### Exercise:
The line containing "async fn test_tema_lifecycle(pool: PgPool)" marks the end: restate word for word every line from the first line of the entries below through that one.

- Opening Delimiter -

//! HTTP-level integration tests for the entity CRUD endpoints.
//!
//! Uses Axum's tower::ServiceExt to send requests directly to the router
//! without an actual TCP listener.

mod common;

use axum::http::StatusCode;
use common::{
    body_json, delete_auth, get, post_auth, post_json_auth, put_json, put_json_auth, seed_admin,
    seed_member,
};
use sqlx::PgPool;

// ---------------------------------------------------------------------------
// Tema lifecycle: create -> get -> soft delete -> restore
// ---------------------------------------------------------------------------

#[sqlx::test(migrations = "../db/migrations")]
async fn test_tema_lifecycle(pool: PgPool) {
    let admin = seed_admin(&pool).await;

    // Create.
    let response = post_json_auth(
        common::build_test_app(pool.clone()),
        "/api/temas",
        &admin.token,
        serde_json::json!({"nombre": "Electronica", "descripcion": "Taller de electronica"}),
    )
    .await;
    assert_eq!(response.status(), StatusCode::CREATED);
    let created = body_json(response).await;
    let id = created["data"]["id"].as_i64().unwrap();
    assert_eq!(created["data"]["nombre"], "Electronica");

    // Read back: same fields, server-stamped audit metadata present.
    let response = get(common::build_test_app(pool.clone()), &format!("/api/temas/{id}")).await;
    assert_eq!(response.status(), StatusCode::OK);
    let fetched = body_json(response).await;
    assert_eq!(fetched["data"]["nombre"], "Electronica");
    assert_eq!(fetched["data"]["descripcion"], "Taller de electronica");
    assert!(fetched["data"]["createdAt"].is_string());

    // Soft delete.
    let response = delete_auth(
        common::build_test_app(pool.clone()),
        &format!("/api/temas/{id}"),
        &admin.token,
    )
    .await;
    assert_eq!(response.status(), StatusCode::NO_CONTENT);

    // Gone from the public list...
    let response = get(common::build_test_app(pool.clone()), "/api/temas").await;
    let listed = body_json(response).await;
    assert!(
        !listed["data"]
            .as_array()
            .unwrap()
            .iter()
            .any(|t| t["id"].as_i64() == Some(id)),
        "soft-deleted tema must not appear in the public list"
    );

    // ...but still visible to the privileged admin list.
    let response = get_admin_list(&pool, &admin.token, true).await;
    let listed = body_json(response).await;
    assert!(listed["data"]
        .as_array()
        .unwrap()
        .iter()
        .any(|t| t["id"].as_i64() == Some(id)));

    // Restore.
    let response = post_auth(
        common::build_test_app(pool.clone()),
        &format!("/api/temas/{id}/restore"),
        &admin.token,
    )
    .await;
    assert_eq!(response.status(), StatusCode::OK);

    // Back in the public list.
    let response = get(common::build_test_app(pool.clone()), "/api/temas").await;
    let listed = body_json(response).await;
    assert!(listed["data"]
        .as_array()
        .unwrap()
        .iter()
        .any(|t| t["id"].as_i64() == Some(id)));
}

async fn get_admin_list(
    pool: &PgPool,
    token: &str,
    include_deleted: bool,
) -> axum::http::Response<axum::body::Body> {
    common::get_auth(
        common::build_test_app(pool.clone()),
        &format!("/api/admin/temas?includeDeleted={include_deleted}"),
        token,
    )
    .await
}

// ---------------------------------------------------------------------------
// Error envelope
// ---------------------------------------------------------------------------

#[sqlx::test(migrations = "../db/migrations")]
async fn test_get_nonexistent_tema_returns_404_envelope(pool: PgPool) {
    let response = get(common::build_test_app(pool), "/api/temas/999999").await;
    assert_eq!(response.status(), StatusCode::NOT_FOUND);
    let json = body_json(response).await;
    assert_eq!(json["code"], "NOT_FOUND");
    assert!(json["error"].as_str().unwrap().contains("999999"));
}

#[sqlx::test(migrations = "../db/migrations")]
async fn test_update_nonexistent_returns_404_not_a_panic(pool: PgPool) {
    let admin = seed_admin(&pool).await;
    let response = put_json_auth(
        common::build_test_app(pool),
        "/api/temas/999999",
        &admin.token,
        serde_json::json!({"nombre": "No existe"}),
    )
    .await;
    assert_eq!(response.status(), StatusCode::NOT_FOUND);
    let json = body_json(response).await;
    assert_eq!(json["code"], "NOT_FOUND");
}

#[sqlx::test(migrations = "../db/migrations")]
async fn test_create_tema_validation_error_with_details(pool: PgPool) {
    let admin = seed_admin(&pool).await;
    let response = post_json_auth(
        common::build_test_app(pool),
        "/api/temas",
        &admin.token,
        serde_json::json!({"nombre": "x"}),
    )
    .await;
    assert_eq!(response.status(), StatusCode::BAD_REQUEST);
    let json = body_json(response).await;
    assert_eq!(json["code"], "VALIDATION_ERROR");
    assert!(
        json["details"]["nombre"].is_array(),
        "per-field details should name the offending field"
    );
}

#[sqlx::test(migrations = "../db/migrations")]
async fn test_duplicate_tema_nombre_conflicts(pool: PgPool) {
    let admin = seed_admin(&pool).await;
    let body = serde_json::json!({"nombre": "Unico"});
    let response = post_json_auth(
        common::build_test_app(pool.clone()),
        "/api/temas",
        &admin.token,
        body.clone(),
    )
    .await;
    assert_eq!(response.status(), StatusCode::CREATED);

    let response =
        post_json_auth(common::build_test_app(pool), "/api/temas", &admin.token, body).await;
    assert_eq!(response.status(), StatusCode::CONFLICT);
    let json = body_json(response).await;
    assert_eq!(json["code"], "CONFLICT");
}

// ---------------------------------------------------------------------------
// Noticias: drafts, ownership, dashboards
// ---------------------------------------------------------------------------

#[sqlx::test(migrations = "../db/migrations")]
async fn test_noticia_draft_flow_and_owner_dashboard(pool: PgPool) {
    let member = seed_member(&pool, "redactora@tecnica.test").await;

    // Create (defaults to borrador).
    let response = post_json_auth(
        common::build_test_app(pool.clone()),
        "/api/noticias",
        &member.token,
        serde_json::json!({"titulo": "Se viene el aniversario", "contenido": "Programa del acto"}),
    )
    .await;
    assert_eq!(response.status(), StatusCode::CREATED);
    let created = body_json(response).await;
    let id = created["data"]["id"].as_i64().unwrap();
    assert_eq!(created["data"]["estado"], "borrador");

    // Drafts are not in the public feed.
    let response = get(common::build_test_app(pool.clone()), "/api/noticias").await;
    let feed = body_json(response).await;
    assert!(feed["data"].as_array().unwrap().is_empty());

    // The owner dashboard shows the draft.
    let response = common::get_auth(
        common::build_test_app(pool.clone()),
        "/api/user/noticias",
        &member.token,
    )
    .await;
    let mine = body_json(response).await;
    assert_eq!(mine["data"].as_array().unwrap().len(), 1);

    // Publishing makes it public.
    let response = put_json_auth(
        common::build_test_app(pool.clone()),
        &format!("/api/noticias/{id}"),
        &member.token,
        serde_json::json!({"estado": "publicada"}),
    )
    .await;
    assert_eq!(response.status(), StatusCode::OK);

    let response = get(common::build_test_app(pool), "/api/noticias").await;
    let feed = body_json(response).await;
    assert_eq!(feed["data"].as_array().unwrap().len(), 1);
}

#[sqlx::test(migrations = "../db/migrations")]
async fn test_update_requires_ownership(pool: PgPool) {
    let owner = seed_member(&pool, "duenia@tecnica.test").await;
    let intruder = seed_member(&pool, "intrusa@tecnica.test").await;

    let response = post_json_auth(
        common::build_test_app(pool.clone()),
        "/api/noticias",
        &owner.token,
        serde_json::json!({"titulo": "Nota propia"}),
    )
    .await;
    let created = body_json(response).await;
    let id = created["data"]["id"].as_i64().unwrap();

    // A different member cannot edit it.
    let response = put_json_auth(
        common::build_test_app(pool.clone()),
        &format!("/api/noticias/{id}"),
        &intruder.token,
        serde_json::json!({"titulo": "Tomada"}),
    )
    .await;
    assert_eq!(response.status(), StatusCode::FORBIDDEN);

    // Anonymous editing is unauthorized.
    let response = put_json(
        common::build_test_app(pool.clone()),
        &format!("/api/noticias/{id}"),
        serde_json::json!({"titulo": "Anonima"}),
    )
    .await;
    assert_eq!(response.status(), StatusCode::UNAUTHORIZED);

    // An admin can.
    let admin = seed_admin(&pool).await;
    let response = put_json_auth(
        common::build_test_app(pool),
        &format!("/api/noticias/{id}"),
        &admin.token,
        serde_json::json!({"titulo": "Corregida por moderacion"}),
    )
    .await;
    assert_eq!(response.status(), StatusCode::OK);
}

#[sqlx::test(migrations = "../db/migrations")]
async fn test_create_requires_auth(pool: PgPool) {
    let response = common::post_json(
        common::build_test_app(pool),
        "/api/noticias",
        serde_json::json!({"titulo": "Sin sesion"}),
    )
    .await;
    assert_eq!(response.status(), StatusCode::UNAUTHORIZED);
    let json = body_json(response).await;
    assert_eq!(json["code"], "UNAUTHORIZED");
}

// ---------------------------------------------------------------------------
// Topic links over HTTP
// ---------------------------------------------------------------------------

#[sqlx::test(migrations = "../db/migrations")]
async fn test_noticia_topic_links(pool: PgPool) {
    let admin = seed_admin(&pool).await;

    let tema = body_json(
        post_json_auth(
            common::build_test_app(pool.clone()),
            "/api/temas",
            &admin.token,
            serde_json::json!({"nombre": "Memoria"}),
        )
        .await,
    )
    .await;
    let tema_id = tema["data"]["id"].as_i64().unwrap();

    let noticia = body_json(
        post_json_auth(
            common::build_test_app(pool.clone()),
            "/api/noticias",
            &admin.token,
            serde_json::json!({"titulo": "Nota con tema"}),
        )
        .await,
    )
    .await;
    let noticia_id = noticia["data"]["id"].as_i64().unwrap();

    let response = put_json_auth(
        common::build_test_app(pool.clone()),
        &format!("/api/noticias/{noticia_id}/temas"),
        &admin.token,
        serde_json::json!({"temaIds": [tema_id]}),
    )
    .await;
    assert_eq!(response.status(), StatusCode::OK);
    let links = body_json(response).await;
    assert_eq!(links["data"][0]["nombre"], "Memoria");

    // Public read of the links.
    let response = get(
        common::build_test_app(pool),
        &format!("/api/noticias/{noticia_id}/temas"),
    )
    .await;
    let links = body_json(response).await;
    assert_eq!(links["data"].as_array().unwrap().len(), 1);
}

- Closing Delimiter -

### Response to the task:
//! HTTP-level integration tests for the entity CRUD endpoints.
//!
//! Uses Axum's tower::ServiceExt to send requests directly to the router
//! without an actual TCP listener.

mod common;

use axum::http::StatusCode;
use common::{
    body_json, delete_auth, get, post_auth, post_json_auth, put_json, put_json_auth, seed_admin,
    seed_member,
};
use sqlx::PgPool;

// ---------------------------------------------------------------------------
// Tema lifecycle: create -> get -> soft delete -> restore
// ---------------------------------------------------------------------------

#[sqlx::test(migrations = "../db/migrations")]
async fn test_tema_lifecycle(pool: PgPool) {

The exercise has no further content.